Materials and Methods
The required Cardiac CT images in NifTII format were downloaded from ImageCHD [10] database which has sixteen types of congenital heart diseases. These images were single energy and single-phase CT acquisition. Table 1 details the image acquisition parameters. These images are captured using a SIEMENS biographTM 64 CT scanner. The image resolution was 512*512*(137–551) with a voxel size of 0.25*0.25*0.5 mm3. For data privacy, patient demography, image scanner details and clinical details were removed from the nifTII file headers. After image collection, we checked the data completeness (for missing DICOM attributes) and any cases with incomplete tag details were discarded. Certain dataset needed data pre-processing to improve the tissue contrast by reducing the quantum noise. As the quality of the image directly affects the accuracy and efficiency of the segmentation, we considered only diagnostic quality images. The dataset also includes manually delineated GT defined by experts for the whole heart segmentation. The segmentation labels were fulfilled by one radiologist, and seven substructures were labelled: LV, RV, LA, RA, Myocardium, Aorta, and Pulmonary Artery. The manual delineation (GT) was performed by 4 senior cardiologists (32-, 20-, 16-, and 14-years experiences) using MImics software. One cardiologist labelled the segmentation and other three reviewed it. To avoid bias or inter-observer variance among three opinions, the voting policy was followed. Like this, each one worked independently on 25% of the dataset in their image pool and created the GT labels. The results in this work are validated with these labels. We also have included five retrospective cases from Radiodiagnosis and imaging department, Kasturba Hospital, Manipal and there is no plans for prospective cases.
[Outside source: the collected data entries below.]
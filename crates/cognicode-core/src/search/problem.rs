//! The synthesis task handed to the engine.

use serde::{Deserialize, Serialize};

#[derive(Debug, Clone, Serialize, Deserialize, PartialEq, Eq)]
pub struct SearchProblem {
    /// Natural-language task. Only ever shown to the generator.
    pub description: String,
    /// Hidden harness appended to each candidate. Never shown to the generator.
    pub validation_script: String,
    /// Initial root state, e.g. a function signature.
    #[serde(default)]
    pub starting_code: Option<String>,
}

impl SearchProblem {
    pub fn new(description: impl Into<String>, validation_script: impl Into<String>) -> Self {
        Self {
            description: description.into(),
            validation_script: validation_script.into(),
            starting_code: None,
        }
    }

    pub fn with_starting_code(mut self, code: impl Into<String>) -> Self {
        self.starting_code = Some(code.into());
        self
    }

    pub fn root_state(&self) -> &str {
        self.starting_code.as_deref().unwrap_or("")
    }
}

#[cfg(test)]
mod tests {
    use super::*;

    #[test]
    fn test_root_state_defaults_to_empty() {
        let p = SearchProblem::new("factorial", "assert factorial(0) == 1");
        assert_eq!(p.root_state(), "");
        let p = p.with_starting_code("def factorial(n):");
        assert_eq!(p.root_state(), "def factorial(n):");
    }
}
The block diagram of the work is shown in Fig. 1. The segmentation algorithm consists of three major steps. The first is the pre-processing of the images for contrast enhancement, calculation of statistical parameters, and removal of noise and extra artifacts. The next step is the segmentation of the heart. The knowledge of human anatomy and the intensity levels corresponding to various organs are used extensively in this step. Each of these steps is explained in detail below.
Pre-processing
Pre-processing is not a mandatory step in medical image processing. It is done based on the clinical task. At the start, the background air, and artifacts like the scanning table (Fig. 2) were removed. The borders and intensity differences between the tissues are also not very prominent. This was resolved to enhance the image quality through following steps.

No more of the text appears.